How Salem’s first witch shop started a movement

Salem's modern-witch scene is now one of the most famous parts of its culture, but in 1971 there was just 'The Witch Shoppe.'

Laurie Cabot poses for a photo in October 1974. Ulrike Welsch / The Boston Globe

Laurie Cabot, the woman who started Salem’s modern witch movement, never wanted to live there.

She pooled money with a friend to leave Boston after a divorce, and circumstances led them to Salem in 1971.

Once there, the 38-year-old Cabot opened a shop. It was called simply “The Witch Shoppe.” At the time, there was no need to be more specific. There were no witch shops, and there weren’t vendors selling pentacle jewelry, herbs intended for magical use, or other items for her shop to carry.

“I had to make everything myself,” said Cabot, who now teaches witchcraft classes and sells products online. “I found an herbal shop in New Hampshire, they helped me, but everything else [I did myself]. Even my potions—I had to get old bottles, I couldn’t find modern bottles.”


Goth fashion, now associated with witches, also hadn’t developed yet. Many didn’t understand Cabot’s wardrobe of black robes and dark eye makeup, especially for a mother and small-business owner.

“I had made a vow to my goddess that I would wear the black robes and never take them off,” she said. “Of course I was very naive. I didn’t think that being portrayed in black robes would be shocking to people.”

Two weeks after The Witch Shoppe opened a woman came into the store screaming that Cabot was going to hell and bringing the devil to Salem. Another time, a man stopped his car to tell her that “they’re going to burn you and hang you again,” she recalled. At the time, Cabot was walking with her two young daughters.

“[Cabot] paved the way with lots of criticism,” Lorelei Stathopoulos, the current owner of Cabot’s first shop, told Boston.com. “She stood alone.”

If Cabot paved the way, the appearance of witches in popular culture may have primed the route. In 1970, the television show Bewitched filmed in Salem. Its protagonist, Samantha Stephens, was sweet, conventionally attractive, and only used her powers for good, a contrast to many previous depictions of witches.


“She’s really the most palatable witch you could imagine for mainstream American culture,” said Melissa Nierman, a local historian and owner of a tour company, NOW Age Travel.
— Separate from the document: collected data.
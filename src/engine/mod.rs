pub mod delivery;
pub mod reconciler;
pub mod scanner;
pub mod scheduler;
pub mod watcher;
use std::{
    path::{Path, PathBuf},
    time::Duration,
};

use serde::Deserialize;
use thiserror::Error;

use crate::engine::{scanner::ScanOptions, scheduler::DaemonSettings};

pub const DEFAULT_IDENTITY_HEADER: &str = "x-user-id";

#[derive(Debug, Error)]
pub enum ConfigError {
    #[error("failed to read config {path}: {source}")]
    Read {
        path: String,
        #[source]
        source: std::io::Error,
    },

    #[error("failed to parse config: {0}")]
    Parse(#[from] toml::de::Error),

    #[error("invalid config: {0}")]
    Invalid(String),
}

/// Runtime settings. Every field has a default, so an empty file is valid.
#[derive(Debug, Clone, Deserialize, PartialEq)]
#[serde(default, deny_unknown_fields)]
pub struct Config {
    /// Directory tree to catalog and serve from.
    pub root: PathBuf,
    pub db_path: PathBuf,
    pub rescan_interval_secs: u64,
    /// Owner recorded for every file the scanner discovers.
    pub default_owner: String,
    pub follow_symlinks: bool,
    pub max_depth: usize,
    /// Use filesystem change notifications between rescans.
    pub watch: bool,
    pub bind: String,
    /// Request header carrying the authenticated user id.
    pub identity_header: String,
    pub log_dir: Option<PathBuf>,
}

impl Default for Config {
    fn default() -> Self {
        Self {
            root: PathBuf::from("downloads"),
            db_path: default_db_path(),
            rescan_interval_secs: 60,
            default_owner: "1".to_string(),
            follow_symlinks: false,
            max_depth: ScanOptions::default().max_depth,
            watch: true,
            bind: "127.0.0.1:8830".to_string(),
            identity_header: DEFAULT_IDENTITY_HEADER.to_string(),
            log_dir: None,
        }
    }
}

/// ~/.local/share/stash/catalog.db (or the platform equivalent)
fn default_db_path() -> PathBuf {
    dirs::data_dir()
        .unwrap_or_else(|| PathBuf::from("."))
        .join("stash")
        .join("catalog.db")
}

impl Config {
    /// Load from `path`, or defaults when no file is given.
    pub fn load(path: Option<&Path>) -> Result<Self, ConfigError> {
        let config = match path {
            Some(path) => {
                let raw = std::fs::read_to_string(path).map_err(|source| ConfigError::Read {
                    path: path.display().to_string(),
                    source,
                })?;
                Self::parse(&raw)?
            }
            None => Self::default(),
        };
        config.validate()?;
        Ok(config)
    }

    pub fn parse(raw: &str) -> Result<Self, ConfigError> {
        let config: Config = toml::from_str(raw)?;
        config.validate()?;
        Ok(config)
    }

    pub fn validate(&self) -> Result<(), ConfigError> {
        if self.rescan_interval_secs == 0 {
            return Err(ConfigError::Invalid("rescan_interval_secs must be at least 1".into()));
        }
        if self.default_owner.trim().is_empty() {
            return Err(ConfigError::Invalid("default_owner must not be empty".into()));
        }
        if self.max_depth == 0 {
            return Err(ConfigError::Invalid("max_depth must be at least 1".into()));
        }
        if actix_web::http::header::HeaderName::try_from(self.identity_header.as_str()).is_err() {
            return Err(ConfigError::Invalid(format!("identity_header {:?} is not a header name", self.identity_header)));
        }
        Ok(())
    }

    /// The root as an absolute path when it exists, so watcher paths and
    /// scanner paths agree.
    pub fn resolved_root(&self) -> PathBuf {
        self.root.canonicalize().unwrap_or_else(|_| self.root.clone())
    }

    pub fn scan_options(&self) -> ScanOptions {
        ScanOptions { follow_symlinks: self.follow_symlinks, max_depth: self.max_depth }
    }

    pub fn daemon_settings(&self) -> DaemonSettings {
        DaemonSettings { rescan_interval: Duration::from_secs(self.rescan_interval_secs), watch: self.watch }
    }
}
With the show came the beginning of witch tourism in Salem. Back then only the Salem Witch Museum and the Witch House were present, and both were focused on the Salem witch trials exclusively. While Wicca, a federally-recognized religion incorporating witchcraft and pagan rituals, gained an American audience in the late 1960s, Cabot’s store started the modern witch conversation in Salem, Stathopoulos said.

Two years after Cabot opened The Witch Shoppe she moved it to Essex Street. She also gave it its current name, Crow Haven Corner.

Cabot became a well-known figure, and then Salem’s Official Witch via a declaration by Governor Michael Dukakis in 1977, according to The Boston Globe. The store was taken over by her daughter, Penny, while Cabot wrote books and taught courses at Salem State, Wellesley College, and Harvard, the Globe reported. Her courses focused on witchcraft as a “science, art, and religion.”

“My intention was to help educate about what magic is, and then I started teaching classes,” she said.

At 84, Cabot is still teaching students around the world about witchcraft.


Stathopoulos, who goes by only “Lorelei” in her practice, grew up with the Cabots.

“Her tradition is scientific as well as religion,” she said. “[Cabot]’s so intelligent.”

Stathopoulos’s approach, however, is slightly different, and it’s apparent at Crow Haven Corner, which she took over 20 years ago. While Cabot made a commitment to her dark robes and serious witchcraft, Stathopoulos sometimes takes a lighter approach. Her office in Crow Haven Corner features a traditional altar and tarot cards, but also floral decorations, landscapes, and two of her dogs, each in a Halloween costume. 

“It’s OK to be a sexy conservative witch,” she said. “It’s OK to be funny and light. I’m not as serious as some witches.”

Lorelei Stathopoulos, the current owner of Crow Haven Corner, poses inside of the store.

Stathopoulos has also worked to be active in all parts of Salem’s community. She leads a nonprofit called “Salem Saves Animals” that focuses on promoting animal welfare in the city. 

Crow Haven Corner also gives out food carts to homeless people, along with some of the other witch shops on Essex Street.

“We’re an Essex Street family,” Stathopoulos said.

She and Christian Day, another of Salem’s most prominent witchcraft practitioners, were two of the first witches to become politically active in Salem. They testify at city council meetings and have a personal relationship with the mayor, who Stathopoulos considers a support and a friend. There is a “Kim Driscoll for Mayor” sign in one of Crow Haven Corner’s windows, opposite a mural honoring Cabot.


“We stood up and said we’re going to be a part of this city, and we’re going to go to the council meetings, and we’re going to object to the things we don’t like, and we’re going to make sure they know we’re here,” Stathopoulos said.